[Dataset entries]
-=-=-

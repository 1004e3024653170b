pub mod features;

use features::http_delivery::{HttpDeliveryRepository, ReqwestHttpDeliveryRepository};
use features::jira::JiraProvider;
use features::slack::SlackProvider;
use features::webhook::WebhookProvider;
use flagrelay_core::{event_kind, AddonParameters, CoreError, ProviderRegistry, Result};
use std::sync::Arc;
use std::time::Duration;

/// Settings shared by the bundled providers.
#[derive(Debug, Clone)]
pub struct ProviderSettings {
    /// Base URL of the toggle admin UI, used for links in messages.
    pub public_url: String,
    pub request_timeout: Duration,
}

impl Default for ProviderSettings {
    fn default() -> Self {
        Self {
            public_url: "http://localhost:4242".to_string(),
            request_timeout: Duration::from_secs(10),
        }
    }
}

/// Registry with the webhook, slack and jira providers over a reqwest client.
pub fn builtin_registry(settings: &ProviderSettings) -> Result<ProviderRegistry> {
    let repo = Arc::new(ReqwestHttpDeliveryRepository::new(settings.request_timeout)?);
    builtin_registry_with(repo, settings)
}

pub fn builtin_registry_with(
    repo: Arc<dyn HttpDeliveryRepository>,
    settings: &ProviderSettings,
) -> Result<ProviderRegistry> {
    ProviderRegistry::new()
        .with_provider(Arc::new(WebhookProvider::new(repo.clone())))?
        .with_provider(Arc::new(SlackProvider::new(
            repo.clone(),
            settings.public_url.clone(),
        )))?
        .with_provider(Arc::new(JiraProvider::new(repo, settings.public_url.clone())))
}

pub(crate) fn lifecycle_events() -> Vec<String> {
    event_kind::TOGGLE_LIFECYCLE
        .iter()
        .map(|kind| kind.to_string())
        .collect()
}

/// Parameters are validated before they are stored, so a missing one here
/// means the addon was stored around validation.
pub(crate) fn required_parameter<'a>(parameters: &'a AddonParameters, name: &str) -> Result<&'a str> {
    parameters
        .get(name)
        .map(String::as_str)
        .filter(|value| !value.is_empty())
        .ok_or_else(|| CoreError::Validation(format!("Missing '{name}' parameter")))
}

#[cfg(test)]
mod tests {
    use super::*;

    #[test]
    fn test_builtin_registry_contains_bundled_providers() {
        let registry = builtin_registry(&ProviderSettings::default()).unwrap();
        let names: Vec<_> = registry.list().into_iter().map(|d| d.name.as_str()).collect();
        assert_eq!(names, vec!["jira", "slack", "webhook"]);
    }

    #[test]
    fn test_bundled_providers_react_to_lifecycle_events() {
        let registry = builtin_registry(&ProviderSettings::default()).unwrap();
        for definition in registry.list() {
            for kind in event_kind::TOGGLE_LIFECYCLE {
                assert!(definition.declares_event(kind), "{} misses {kind}", definition.name);
            }
        }
    }

    #[test]
    fn test_required_parameter_rejects_empty_value() {
        let mut parameters = AddonParameters::new();
        parameters.insert("url".to_string(), String::new());
        assert!(required_parameter(&parameters, "url").is_err());
        assert!(required_parameter(&parameters, "other").is_err());
    }
}
use crate::features::observability::repo::ObservabilityRepository;
use crate::features::observability::service::ObservabilityService;
use crate::shared::error::{DispatcherError, DispatcherResult};
use crate::shared::types::DispatchOutcome;
use std::sync::Arc;

/// Outcome sink shared by the dispatch engine and the HTTP surface
pub struct ObservabilityController {
    service: ObservabilityService,
}

impl ObservabilityController {
    pub fn new(service: ObservabilityService) -> Self {
        Self { service }
    }

    pub fn with_history(history_limit: usize) -> DispatcherResult<Self> {
        let repo = ObservabilityRepository::new(history_limit)
            .map_err(DispatcherError::ConfigurationError)?;
        Ok(Self::new(ObservabilityService::new(Arc::new(repo))))
    }

    pub fn record_outcome(&self, outcome: DispatchOutcome) {
        self.service.record_outcome(outcome);
    }

    pub fn record_event_processed(&self) {
        self.service.record_event_processed();
    }

    pub fn set_addon_configs(&self, count: usize) {
        self.service.set_addon_configs(count);
    }

    pub fn recent_outcomes(&self, limit: usize) -> Result<Vec<DispatchOutcome>, String> {
        self.service.recent_outcomes(limit)
    }

    pub fn render_metrics(&self) -> Result<String, String> {
        self.service.render_metrics()
    }
}

#[cfg(test)]
mod tests {
    use super::*;
    use flagrelay_core::Delivery;

    fn outcome(succeeded: bool, delivery: Option<Delivery>) -> DispatchOutcome {
        DispatchOutcome {
            addon_id: 1,
            provider: "jira".to_string(),
            event_id: 7,
            event_type: "toggle-updated".to_string(),
            succeeded,
            error: (!succeeded).then(|| "boom".to_string()),
            delivery,
            attempts: 1,
            duration_ms: 12,
            finished_at: chrono::Utc::now(),
        }
    }

    #[test]
    fn test_metrics_render_contains_known_metric_names() {
        let controller = ObservabilityController::with_history(10).unwrap();
        controller.record_outcome(outcome(true, Some(Delivery::sent(1))));
        controller.record_event_processed();

        let rendered = controller.render_metrics().unwrap();
        assert!(rendered.contains("flagrelay_dispatch_total"));
        assert!(rendered.contains("flagrelay_dispatch_latency_seconds"));
        assert!(rendered.contains("flagrelay_events_processed_total 1"));
    }

    #[test]
    fn test_outcome_status_labels() {
        let controller = ObservabilityController::with_history(10).unwrap();
        controller.record_outcome(outcome(true, Some(Delivery::skipped("no jira tag"))));
        controller.record_outcome(outcome(false, None));

        let rendered = controller.render_metrics().unwrap();
        assert!(rendered.contains("status=\"skipped\""));
        assert!(rendered.contains("status=\"failed\""));

        let recent = controller.recent_outcomes(5).unwrap();
        assert_eq!(recent.len(), 2);
        assert!(!recent[0].succeeded);
    }

    #[test]
    fn test_controllers_do_not_share_registries() {
        let first = ObservabilityController::with_history(10).unwrap();
        let second = ObservabilityController::with_history(10).unwrap();
        first.record_event_processed();

        assert!(second
            .render_metrics()
            .unwrap()
            .contains("flagrelay_events_processed_total 0"));
    }
}
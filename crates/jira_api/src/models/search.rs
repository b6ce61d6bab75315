use crate::models::Issue;
use serde::Deserialize;

/// One page of search results. Offset fields come from `GET search`, token fields from `GET search/jql`.
#[derive(Debug, Deserialize, Clone)]
#[serde(rename_all = "camelCase")]
pub struct SearchResults {
    #[serde(default)]
    pub start_at: u32,
    #[serde(default)]
    pub max_results: u32,
    #[serde(default)]
    pub total: u32,
    #[serde(default)]
    pub issues: Vec<Issue>,
    #[serde(default)]
    pub next_page_token: Option<String>,
    #[serde(default)]
    pub is_last: Option<bool>,
}

impl SearchResults {
    /// Offset of the page after this one, if the server reported more results.
    pub fn next_start(&self) -> Option<u32> {
        let next = self.start_at.saturating_add(self.issues.len() as u32);
        (!self.issues.is_empty() && next < self.total).then_some(next)
    }

    /// Token for the following `search/jql` page, unless this page is the last one.
    pub fn next_token(&self) -> Option<&str> {
        if self.is_last == Some(true) || self.issues.is_empty() {
            return None;
        }
        self.next_page_token.as_deref()
    }
}
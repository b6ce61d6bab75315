//! Command table. Server and user options are declared once and shared by every subcommand.

use clap::{Args, Parser, Subcommand};

use crate::config::{SERVER_ENV, USER_ENV};

pub const DEFAULT_ASSIGNED_JQL: &str = "assignee = currentUser()";
pub const DEFAULT_ISSUE_LIMIT: u32 = 50;

#[derive(Debug, Parser)]
#[command(name = "jtl", about = "Log time in Jira", version)]
#[command(after_help = "Subcommands: use jtl <cmd> -h to get detailed help")]
pub struct Cli {
    /// Jira server (default: JIRA_SERVER environment variable)
    #[arg(long = "jira-server", short = 'j', env = SERVER_ENV, global = true)]
    pub jira_server: Option<String>,

    /// Jira user (default: JIRA_USER environment variable)
    #[arg(long = "jira-user", short = 'u', env = USER_ENV, global = true)]
    pub jira_user: Option<String>,

    #[command(subcommand)]
    pub command: Option<Commands>,
}

#[derive(Debug, Subcommand)]
pub enum Commands {
    /// Log time
    #[command(visible_alias = "l")]
    Log(LogArgs),
    /// Log time from vim worklog
    #[command(visible_alias = "v")]
    Vimlog,
    /// List assigned issues
    #[command(visible_alias = "i")]
    Issues(IssuesArgs),
}

#[derive(Debug, Clone, Args)]
pub struct LogArgs {
    /// Issue id
    pub issue: String,
    /// Amount of time to log, e.g. 1h 30m
    pub amount: String,
    /// Comment
    pub comment: String,
    /// Start of the logged work: RFC 3339 timestamp or HH:MM today (default: now)
    #[arg(long, short = 's')]
    pub started: Option<String>,
}

#[derive(Debug, Clone, Args)]
pub struct IssuesArgs {
    /// JQL query selecting the issues to list
    #[arg(long, default_value = DEFAULT_ASSIGNED_JQL)]
    pub jql: String,
    /// Maximum number of issues to print
    #[arg(long, default_value_t = DEFAULT_ISSUE_LIMIT)]
    pub limit: u32,
}
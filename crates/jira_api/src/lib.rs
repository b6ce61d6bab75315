//! Typed Jira REST API client crate used by the `jtl` command line tool.

pub mod auth;
pub mod client;
pub mod config;
pub mod error;
pub mod models;

pub use client::JiraClient;
pub use config::JiraConfig;
pub use error::{JiraError, Result};
pub use models::{Issue, IssueFields, SearchResults, User, Worklog, WorklogCreate};
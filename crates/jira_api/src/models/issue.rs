use serde::Deserialize;

#[derive(Debug, Deserialize, Clone)]
#[serde(rename_all = "camelCase")]
pub struct Issue {
    pub id: String,
    pub key: String,
    #[serde(default)]
    pub fields: IssueFields,
}

#[derive(Debug, Deserialize, Clone, Default)]
#[serde(rename_all = "camelCase")]
pub struct IssueFields {
    #[serde(default)]
    pub summary: Option<String>,
    #[serde(default)]
    pub status: Option<NamedField>,
}

/// Jira fields such as status or priority that carry a display name.
#[derive(Debug, Deserialize, Clone)]
pub struct NamedField {
    pub id: Option<String>,
    pub name: Option<String>,
}

impl Issue {
    pub fn summary(&self) -> &str {
        self.fields.summary.as_deref().unwrap_or_default()
    }
}
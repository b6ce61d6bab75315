mod issue;
mod search;
mod user;
mod worklog;

pub use issue::{Issue, IssueFields, NamedField};
pub use search::SearchResults;
pub use user::User;
pub use worklog::{Worklog, WorklogCreate};
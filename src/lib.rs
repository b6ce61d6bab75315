//! `jtl`: log work time in Jira from the command line.

use std::process::ExitCode;

use clap::{CommandFactory, Parser};
use jira_api::JiraClient;
use log::debug;

pub mod cli;
pub mod commands;
pub mod config;
pub mod error;
pub mod secrets;
pub mod worklog;

use cli::{Cli, Commands};
use config::resolve_credentials;
use error::AppError;
use secrets::KeyringStore;

/// Entry point shared by the `jtl` binary: parses arguments, runs one command, maps errors to an exit code.
pub fn run() -> ExitCode {
    // A missing .env is the normal case.
    let _ = dotenvy::dotenv();

    let _ = env_logger::Builder::from_env(env_logger::Env::default().default_filter_or("warn"))
        .format_timestamp_millis()
        .try_init();

    let Cli {
        jira_server,
        jira_user,
        command,
    } = Cli::parse();

    let Some(command) = command else {
        let _ = Cli::command().print_help();
        return ExitCode::FAILURE;
    };

    match execute(jira_server.as_deref(), jira_user.as_deref(), command) {
        Ok(()) => ExitCode::SUCCESS,
        Err(err) if err.is_configuration() => {
            eprintln!("{}", err);
            ExitCode::FAILURE
        }
        Err(err) => {
            debug!("Command failed: {:?}", err);
            eprintln!("Error: {}", err);
            ExitCode::FAILURE
        }
    }
}

fn execute(server: Option<&str>, user: Option<&str>, command: Commands) -> Result<(), AppError> {
    let credentials = resolve_credentials(server, user, &KeyringStore)?;
    debug!("Connecting to {} as {}", credentials.server, credentials.user);
    let client = JiraClient::new(credentials.client_config())?;

    let runtime = tokio::runtime::Builder::new_current_thread()
        .enable_all()
        .build()?;
    runtime.block_on(commands::dispatch(command, &client))
}
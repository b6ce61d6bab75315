//! HTTP basic authentication helpers.

use base64::engine::general_purpose::STANDARD as BASE64_STANDARD;
use base64::Engine;

/// Returns the `Authorization` header value for a username/password pair.
pub fn basic_auth_value(username: &str, password: &str) -> String {
    let encoded = BASE64_STANDARD.encode(format!("{username}:{password}"));
    format!("Basic {encoded}")
}
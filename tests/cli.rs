use assert_cmd::Command;
use predicates::prelude::*;

/// `jtl` with a clean environment: no Jira variables and no `.env` nearby.
fn jtl() -> Command {
    let mut cmd = assert_cmd::cargo::cargo_bin_cmd!("jtl");
    cmd.env_remove("JIRA_SERVER")
        .env_remove("JIRA_USER")
        .env("RUST_LOG", "off")
        .current_dir(std::env::temp_dir());
    cmd
}

#[test]
fn no_subcommand_prints_usage_and_fails() {
    jtl()
        .assert()
        .code(1)
        .stdout(predicate::str::contains("Usage"))
        .stdout(predicate::str::contains("vimlog"));
}

#[test]
fn unknown_subcommand_is_a_usage_error() {
    jtl().arg("frobnicate").assert().code(2);
}

#[test]
fn missing_server_fails_before_contacting_jira() {
    jtl()
        .arg("issues")
        .assert()
        .code(1)
        .stdout(predicate::str::is_empty())
        .stderr(predicate::str::contains(
            "Please set JIRA_SERVER or provide --jira-server argument",
        ));
}

#[test]
fn missing_server_applies_to_every_subcommand() {
    jtl()
        .args(["log", "PROJ-1", "15m", "standup"])
        .assert()
        .code(1)
        .stderr(predicate::str::contains("JIRA_SERVER"));

    jtl()
        .arg("vimlog")
        .write_stdin("- [ ] fix bug - PROJ-1 [...]\n")
        .assert()
        .code(1)
        .stdout(predicate::str::is_empty())
        .stderr(predicate::str::contains("JIRA_SERVER"));
}

#[test]
fn missing_user_names_the_variable_to_set() {
    jtl()
        .env("JIRA_SERVER", "http://127.0.0.1:9")
        .arg("i")
        .assert()
        .code(1)
        .stderr(predicate::str::contains(
            "Please set JIRA_USER or provide --jira-user argument",
        ));
}

#[test]
fn subcommand_help_lists_shared_options() {
    jtl()
        .args(["log", "--help"])
        .assert()
        .success()
        .stdout(predicate::str::contains("--jira-server"))
        .stdout(predicate::str::contains("--jira-user"))
        .stdout(predicate::str::contains("--started"));
}
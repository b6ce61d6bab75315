//! User models embedded in worklog payloads.

use serde::Deserialize;

/// Jira user reference. Server installs identify users by `name`/`key`, Cloud by `accountId`.
#[derive(Debug, Deserialize, Clone)]
#[serde(rename_all = "camelCase")]
pub struct User {
    pub name: Option<String>,
    pub key: Option<String>,
    pub account_id: Option<String>,
    pub display_name: Option<String>,
    pub email_address: Option<String>,
}

impl User {
    /// Returns the most readable identifier available.
    pub fn label(&self) -> Option<&str> {
        self.display_name
            .as_deref()
            .or(self.name.as_deref())
            .or(self.account_id.as_deref())
    }
}
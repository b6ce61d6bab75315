//! Errors surfaced by the command line front end.

use jira_api::JiraError;
use thiserror::Error;

#[derive(Debug, Error)]
pub enum AppError {
    #[error("Please set JIRA_SERVER or provide --jira-server argument")]
    MissingServer,
    #[error("Please set JIRA_USER or provide --jira-user argument")]
    MissingUser,
    #[error("Please add password to keyring (run \"keyring set {server} {user}\")")]
    MissingPassword { server: String, user: String },
    #[error("Failed to read password from keyring: {0}")]
    Keyring(#[from] keyring::Error),
    #[error("Invalid start time {value:?}: expected RFC 3339 timestamp or HH:MM")]
    InvalidStarted { value: String },
    #[error(transparent)]
    Tracker(#[from] JiraError),
    #[error("I/O error: {0}")]
    Io(#[from] std::io::Error),
}

impl AppError {
    /// Configuration problems are reported without the generic `Error:` prefix.
    pub fn is_configuration(&self) -> bool {
        matches!(
            self,
            AppError::MissingServer
                | AppError::MissingUser
                | AppError::MissingPassword { .. }
                | AppError::Keyring(_)
        )
    }
}
// SPDX-License-Identifier: Apache-2.0
// Copyright (c) 2025 Polyframe Inc.

//! Shared numeric helpers

pub mod math;
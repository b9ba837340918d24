// SPDX-License-Identifier: Apache-2.0
// Copyright (c) 2025 Polyframe Inc.

//! Graph vertices and the classification status they share with faces

use nalgebra::Point3;
use serde::{Deserialize, Serialize};
use std::fmt;

/// Stable index of a vertex inside one [`super::ObjectGraph`]
pub type VertexId = usize;

/// Position of a face or vertex relative to the other solid
#[derive(Debug, Clone, Copy, PartialEq, Eq, Hash, Default, Serialize, Deserialize)]
#[serde(rename_all = "lowercase")]
pub enum Status {
    /// Not classified yet
    #[default]
    Unknown,
    Inside,
    Outside,
    /// Coincident with a face of the other solid, normals agreeing
    Same,
    /// Coincident with a face of the other solid, normals opposing
    Opposite,
    /// Lies on the intersection curve between the solids
    Boundary,
}

impl Status {
    /// Inside and Outside are the only statuses that flood across vertices
    pub fn is_volumetric(self) -> bool {
        matches!(self, Status::Inside | Status::Outside)
    }
}

impl fmt::Display for Status {
    fn fmt(&self, f: &mut fmt::Formatter<'_>) -> fmt::Result {
        let name = match self {
            Status::Unknown => "unknown",
            Status::Inside => "inside",
            Status::Outside => "outside",
            Status::Same => "same",
            Status::Opposite => "opposite",
            Status::Boundary => "boundary",
        };
        f.write_str(name)
    }
}

#[derive(Debug, Clone, PartialEq)]
pub struct Vertex {
    pub position: Point3<f64>,
    pub status: Status,
    /// Neighbours along face edges, without duplicates
    adjacent: Vec<VertexId>,
}

impl Vertex {
    pub fn new(position: Point3<f64>, status: Status) -> Self {
        Self {
            position,
            status,
            adjacent: Vec::new(),
        }
    }

    pub fn adjacent(&self) -> &[VertexId] {
        &self.adjacent
    }

    /// Record an undirected edge to `other`; repeated calls are no-ops
    pub fn add_adjacent(&mut self, other: VertexId) {
        if !self.adjacent.contains(&other) {
            self.adjacent.push(other);
        }
    }

    pub fn clear_adjacent(&mut self) {
        self.adjacent.clear();
    }
}

/// Set `start` to `status` and flood it across every connected Unknown vertex.
///
/// Already classified vertices (Boundary in particular) stop the fill.
pub fn mark(vertices: &mut [Vertex], start: VertexId, status: Status) {
    vertices[start].status = status;
    let mut stack = vec![start];
    while let Some(current) = stack.pop() {
        for i in 0..vertices[current].adjacent.len() {
            let next = vertices[current].adjacent[i];
            if vertices[next].status == Status::Unknown {
                vertices[next].status = status;
                stack.push(next);
            }
        }
    }
}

-=-=-

#### [What to do]
Every line of the entries above that includes "definition" should be copied.

#### [Answer below]
        for definition in registry.list() {
                assert!(definition.declares_event(kind), "{} misses {kind}", definition.name);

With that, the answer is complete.